(Saved entries)
============================================================
//! Orchestration over the three controller channels
//!
//! `Mg400Interface` owns one dashboard, one motion and one realtime channel against
//! the same controller and drives their lifecycle. Higher layers (the daemon, the CLI)
//! talk to the controller only through it.

use crate::config::Config;
use crate::dashboard::DashboardChannel;
use crate::error_messages::ErrorMessages;
use crate::motion::MotionChannel;
use crate::realtime::RealtimeFeedback;
use crate::robot::{angle_diff, Pose, RobotMode};
use crate::{Mg400Error, Result};
use std::fmt;
use std::time::Duration;
use tokio::time::{interval, Instant, MissedTickBehavior};
use tracing::{error, info, warn};

/// Position tolerance for a move to count as reached, in meters.
pub const POSITION_TOLERANCE: f64 = 5e-3;
/// Yaw tolerance for a move to count as reached, in radians.
pub const YAW_TOLERANCE: f64 = 1.74e-2;
const MOVE_POLL_PERIOD: Duration = Duration::from_millis(100);
const ACTIVATE_POLL_PERIOD: Duration = Duration::from_millis(10);

/// One fault reported for a joint slot, resolved to text when possible.
#[derive(Debug, Clone, PartialEq)]
pub struct JointFault {
    /// 1-based joint number.
    pub joint: usize,
    pub id: i64,
    pub description: Option<String>,
}

#[derive(Debug, Clone, Default, PartialEq)]
pub struct FaultReport {
    pub faults: Vec<JointFault>,
}

impl FaultReport {
    pub fn is_empty(&self) -> bool {
        self.faults.is_empty()
    }
}

impl fmt::Display for FaultReport {
    fn fmt(&self, f: &mut fmt::Formatter<'_>) -> fmt::Result {
        let mut current = None;
        for fault in &self.faults {
            if current != Some(fault.joint) {
                writeln!(f, "Joint{}:", fault.joint)?;
                current = Some(fault.joint);
            }
            match &fault.description {
                Some(text) => writeln!(f, "\t{}", text)?,
                None => writeln!(f, "\tUnknown error id {}", fault.id)?,
            }
        }
        Ok(())
    }
}

/// Why a move was refused before anything was sent.
#[derive(Debug, Clone, Copy, PartialEq, Eq)]
pub enum MoveRejection {
    NotConnected,
    NotEnabled,
}

/// Why a move that was sent did not reach its target.
#[derive(Debug, Clone, Copy, PartialEq, Eq)]
pub enum MoveAbort {
    ConnectionLost,
    RobotError,
    Timeout,
}

#[derive(Debug, Clone, PartialEq)]
pub enum MoveOutcome {
    Reached(Pose),
    Rejected(MoveRejection),
    Aborted { reason: MoveAbort, last_pose: Pose },
}

/// Position within 5 mm on every axis and yaw within about one degree.
pub fn is_goal_reached(current: &Pose, goal: &Pose) -> bool {
    (current.x - goal.x).abs() < POSITION_TOLERANCE
        && (current.y - goal.y).abs() < POSITION_TOLERANCE
        && (current.z - goal.z).abs() < POSITION_TOLERANCE
        && angle_diff(current.yaw, goal.yaw).abs() < YAW_TOLERANCE
}

pub struct Mg400Interface {
    config: Config,
    pub dashboard: DashboardChannel,
    pub motion: MotionChannel,
    pub realtime: RealtimeFeedback,
    error_messages: Option<ErrorMessages>,
}

impl Mg400Interface {
    pub fn new(config: Config) -> Self {
        let ip = config.robot.ip_address.clone();
        let ports = config.robot.ports.clone();
        let dashboard = DashboardChannel::new(&ip, ports.dashboard, &config.connection);
        let motion = MotionChannel::new(&ip, ports.motion, &config.connection);
        let realtime = RealtimeFeedback::new(&ip, ports.realtime, &config.connection);
        Self::with_channels(config, dashboard, motion, realtime)
    }

    pub fn with_channels(
        config: Config,
        dashboard: DashboardChannel,
        motion: MotionChannel,
        realtime: RealtimeFeedback,
    ) -> Self {
        Self {
            config,
            dashboard,
            motion,
            realtime,
            error_messages: None,
        }
    }

    pub fn config(&self) -> &Config {
        &self.config
    }

    /// Load the error message table if one is configured.
    pub fn configure(&mut self) -> Result<()> {
        match &self.config.error_messages {
            Some(path) => {
                self.error_messages = Some(ErrorMessages::load_from_path(path)?);
            }
            None => warn!("No error message table configured; faults will be reported by id"),
        }
        Ok(())
    }

    pub fn set_error_messages(&mut self, messages: ErrorMessages) {
        self.error_messages = Some(messages);
    }

    /// Connect the dashboard, start the motion and realtime threads and wait for both
    /// of their links, bounded by twice the connect timeout.
    pub fn activate(&self) -> Result<()> {
        info!("Activating MG400 interface for {}", self.config.robot.ip_address);
        self.dashboard.connect()?;
        self.motion.start()?;
        self.realtime.start()?;

        let deadline = std::time::Instant::now() + self.config.connection.connect_timeout() * 2;
        while !(self.motion.is_connected() && self.realtime.is_connected()) {
            if self.realtime.is_fatal() || std::time::Instant::now() >= deadline {
                return Err(Mg400Error::Connection(format!(
                    "motion or realtime link to {} did not come up",
                    self.config.robot.ip_address
                )));
            }
            std::thread::sleep(ACTIVATE_POLL_PERIOD);
        }

        info!("MG400 interface active");
        Ok(())
    }

    pub fn deactivate(&self) {
        self.realtime.stop();
        self.motion.stop();
        self.dashboard.disconnect();
        info!("MG400 interface deactivated");
    }

    /// All three links are up and the realtime reader has not given up.
    pub fn ok(&self) -> bool {
        self.dashboard.is_connected()
            && self.motion.is_connected()
            && self.realtime.is_connected()
            && !self.realtime.is_fatal()
    }

    pub fn error_message(&self, id: i64) -> Option<&str> {
        self.error_messages.as_ref().and_then(|table| table.lookup(id).ok())
    }

    /// Query `GetErrorID()` and resolve every reported id.
    pub fn fault_report(&self) -> Result<FaultReport> {
        let table = self.dashboard.get_error_id()?;
        let faults = table
            .faults()
            .flat_map(|(joint, ids)| {
                ids.iter().map(move |&id| JointFault {
                    joint: joint + 1,
                    id,
                    description: None,
                })
            })
            .map(|mut fault| {
                fault.description = self.error_message(fault.id).map(str::to_string);
                fault
            })
            .collect();
        Ok(FaultReport { faults })
    }

    /// Send `MovL` to `target` and poll the realtime pose at 10 Hz until it is reached.
    ///
    /// Refused unless the interface is healthy and the robot is in `ENABLE` mode.
    pub async fn move_linear_and_wait(&self, target: Pose, timeout: Duration) -> Result<MoveOutcome> {
        if !self.ok() {
            error!("MG400 is not connected");
            return Ok(MoveOutcome::Rejected(MoveRejection::NotConnected));
        }
        if !self.realtime.is_robot_mode(RobotMode::Enable) {
            error!("Robot mode is not enabled");
            return Ok(MoveOutcome::Rejected(MoveRejection::NotEnabled));
        }

        self.motion.mov_l(&target)?;

        let start = Instant::now();
        let mut ticker = interval(MOVE_POLL_PERIOD);
        ticker.set_missed_tick_behavior(MissedTickBehavior::Delay);

        loop {
            ticker.tick().await;
            let pose = self.realtime.current_end_pose();
            if is_goal_reached(&pose, &target) {
                info!("MovL reached target");
                return Ok(MoveOutcome::Reached(pose));
            }

            let reason = if !self.ok() {
                Some(MoveAbort::ConnectionLost)
            } else if self.realtime.is_robot_mode(RobotMode::Error) {
                Some(MoveAbort::RobotError)
            } else if start.elapsed() > timeout {
                Some(MoveAbort::Timeout)
            } else {
                None
            };

            if let Some(reason) = reason {
                error!("MovL aborted: {:?}", reason);
                return Ok(MoveOutcome::Aborted { reason, last_pose: pose });
            }
        }
    }
}

impl Drop for Mg400Interface {
    fn drop(&mut self) {
        self.deactivate();
    }
}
============================================================
» The problem
Every single record is to be set down again, unaltered.

» Problem solution
//! Orchestration over the three controller channels
//!
//! `Mg400Interface` owns one dashboard, one motion and one realtime channel against
//! the same controller and drives their lifecycle. Higher layers (the daemon, the CLI)
//! talk to the controller only through it.

use crate::config::Config;
use crate::dashboard::DashboardChannel;
use crate::error_messages::ErrorMessages;
use crate::motion::MotionChannel;
use crate::realtime::RealtimeFeedback;
use crate::robot::{angle_diff, Pose, RobotMode};
use crate::{Mg400Error, Result};
use std::fmt;
use std::time::Duration;
use tokio::time::{interval, Instant, MissedTickBehavior};
use tracing::{error, info, warn};

/// Position tolerance for a move to count as reached, in meters.
pub const POSITION_TOLERANCE: f64 = 5e-3;
/// Yaw tolerance for a move to count as reached, in radians.
pub const YAW_TOLERANCE: f64 = 1.74e-2;
const MOVE_POLL_PERIOD: Duration = Duration::from_millis(100);
const ACTIVATE_POLL_PERIOD: Duration = Duration::from_millis(10);

/// One fault reported for a joint slot, resolved to text when possible.
#[derive(Debug, Clone, PartialEq)]
pub struct JointFault {
    /// 1-based joint number.
    pub joint: usize,
    pub id: i64,
    pub description: Option<String>,
}

#[derive(Debug, Clone, Default, PartialEq)]
pub struct FaultReport {
    pub faults: Vec<JointFault>,
}

impl FaultReport {
    pub fn is_empty(&self) -> bool {
        self.faults.is_empty()
    }
}

impl fmt::Display for FaultReport {
    fn fmt(&self, f: &mut fmt::Formatter<'_>) -> fmt::Result {
        let mut current = None;
        for fault in &self.faults {
            if current != Some(fault.joint) {
                writeln!(f, "Joint{}:", fault.joint)?;
                current = Some(fault.joint);
            }
            match &fault.description {
                Some(text) => writeln!(f, "\t{}", text)?,
                None => writeln!(f, "\tUnknown error id {}", fault.id)?,
            }
        }
        Ok(())
    }
}

/// Why a move was refused before anything was sent.
#[derive(Debug, Clone, Copy, PartialEq, Eq)]
pub enum MoveRejection {
    NotConnected,
    NotEnabled,
}

/// Why a move that was sent did not reach its target.
#[derive(Debug, Clone, Copy, PartialEq, Eq)]
pub enum MoveAbort {
    ConnectionLost,
    RobotError,
    Timeout,
}

#[derive(Debug, Clone, PartialEq)]
pub enum MoveOutcome {
    Reached(Pose),
    Rejected(MoveRejection),
    Aborted { reason: MoveAbort, last_pose: Pose },
}

/// Position within 5 mm on every axis and yaw within about one degree.
pub fn is_goal_reached(current: &Pose, goal: &Pose) -> bool {
    (current.x - goal.x).abs() < POSITION_TOLERANCE
        && (current.y - goal.y).abs() < POSITION_TOLERANCE
        && (current.z - goal.z).abs() < POSITION_TOLERANCE
        && angle_diff(current.yaw, goal.yaw).abs() < YAW_TOLERANCE
}

pub struct Mg400Interface {
    config: Config,
    pub dashboard: DashboardChannel,
    pub motion: MotionChannel,
    pub realtime: RealtimeFeedback,
    error_messages: Option<ErrorMessages>,
}

impl Mg400Interface {
    pub fn new(config: Config) -> Self {
        let ip = config.robot.ip_address.clone();
        let ports = config.robot.ports.clone();
        let dashboard = DashboardChannel::new(&ip, ports.dashboard, &config.connection);
        let motion = MotionChannel::new(&ip, ports.motion, &config.connection);
        let realtime = RealtimeFeedback::new(&ip, ports.realtime, &config.connection);
        Self::with_channels(config, dashboard, motion, realtime)
    }

    pub fn with_channels(
        config: Config,
        dashboard: DashboardChannel,
        motion: MotionChannel,
        realtime: RealtimeFeedback,
    ) -> Self {
        Self {
            config,
            dashboard,
            motion,
            realtime,
            error_messages: None,
        }
    }

    pub fn config(&self) -> &Config {
        &self.config
    }

    /// Load the error message table if one is configured.
    pub fn configure(&mut self) -> Result<()> {
        match &self.config.error_messages {
            Some(path) => {
                self.error_messages = Some(ErrorMessages::load_from_path(path)?);
            }
            None => warn!("No error message table configured; faults will be reported by id"),
        }
        Ok(())
    }

    pub fn set_error_messages(&mut self, messages: ErrorMessages) {
        self.error_messages = Some(messages);
    }

    /// Connect the dashboard, start the motion and realtime threads and wait for both
    /// of their links, bounded by twice the connect timeout.
    pub fn activate(&self) -> Result<()> {
        info!("Activating MG400 interface for {}", self.config.robot.ip_address);
        self.dashboard.connect()?;
        self.motion.start()?;
        self.realtime.start()?;

        let deadline = std::time::Instant::now() + self.config.connection.connect_timeout() * 2;
        while !(self.motion.is_connected() && self.realtime.is_connected()) {
            if self.realtime.is_fatal() || std::time::Instant::now() >= deadline {
                return Err(Mg400Error::Connection(format!(
                    "motion or realtime link to {} did not come up",
                    self.config.robot.ip_address
                )));
            }
            std::thread::sleep(ACTIVATE_POLL_PERIOD);
        }

        info!("MG400 interface active");
        Ok(())
    }

    pub fn deactivate(&self) {
        self.realtime.stop();
        self.motion.stop();
        self.dashboard.disconnect();
        info!("MG400 interface deactivated");
    }

    /// All three links are up and the realtime reader has not given up.
    pub fn ok(&self) -> bool {
        self.dashboard.is_connected()
            && self.motion.is_connected()
            && self.realtime.is_connected()
            && !self.realtime.is_fatal()
    }

    pub fn error_message(&self, id: i64) -> Option<&str> {
        self.error_messages.as_ref().and_then(|table| table.lookup(id).ok())
    }

    /// Query `GetErrorID()` and resolve every reported id.
    pub fn fault_report(&self) -> Result<FaultReport> {
        let table = self.dashboard.get_error_id()?;
        let faults = table
            .faults()
            .flat_map(|(joint, ids)| {
                ids.iter().map(move |&id| JointFault {
                    joint: joint + 1,
                    id,
                    description: None,
                })
            })
            .map(|mut fault| {
                fault.description = self.error_message(fault.id).map(str::to_string);
                fault
            })
            .collect();
        Ok(FaultReport { faults })
    }

    /// Send `MovL` to `target` and poll the realtime pose at 10 Hz until it is reached.
    ///
    /// Refused unless the interface is healthy and the robot is in `ENABLE` mode.
    pub async fn move_linear_and_wait(&self, target: Pose, timeout: Duration) -> Result<MoveOutcome> {
        if !self.ok() {
            error!("MG400 is not connected");
            return Ok(MoveOutcome::Rejected(MoveRejection::NotConnected));
        }
        if !self.realtime.is_robot_mode(RobotMode::Enable) {
            error!("Robot mode is not enabled");
            return Ok(MoveOutcome::Rejected(MoveRejection::NotEnabled));
        }

        self.motion.mov_l(&target)?;

        let start = Instant::now();
        let mut ticker = interval(MOVE_POLL_PERIOD);
        ticker.set_missed_tick_behavior(MissedTickBehavior::Delay);

        loop {
            ticker.tick().await;
            let pose = self.realtime.current_end_pose();
            if is_goal_reached(&pose, &target) {
                info!("MovL reached target");
                return Ok(MoveOutcome::Reached(pose));
            }

            let reason = if !self.ok() {
                Some(MoveAbort::ConnectionLost)
            } else if self.realtime.is_robot_mode(RobotMode::Error) {
                Some(MoveAbort::RobotError)
            } else if start.elapsed() > timeout {
                Some(MoveAbort::Timeout)
            } else {
                None
            };

            if let Some(reason) = reason {
                error!("MovL aborted: {:?}", reason);
                return Ok(MoveOutcome::Aborted { reason, last_pose: pose });
            }
        }
    }
}

impl Drop for Mg400Interface {
    fn drop(&mut self) {
        self.deactivate();
    }
}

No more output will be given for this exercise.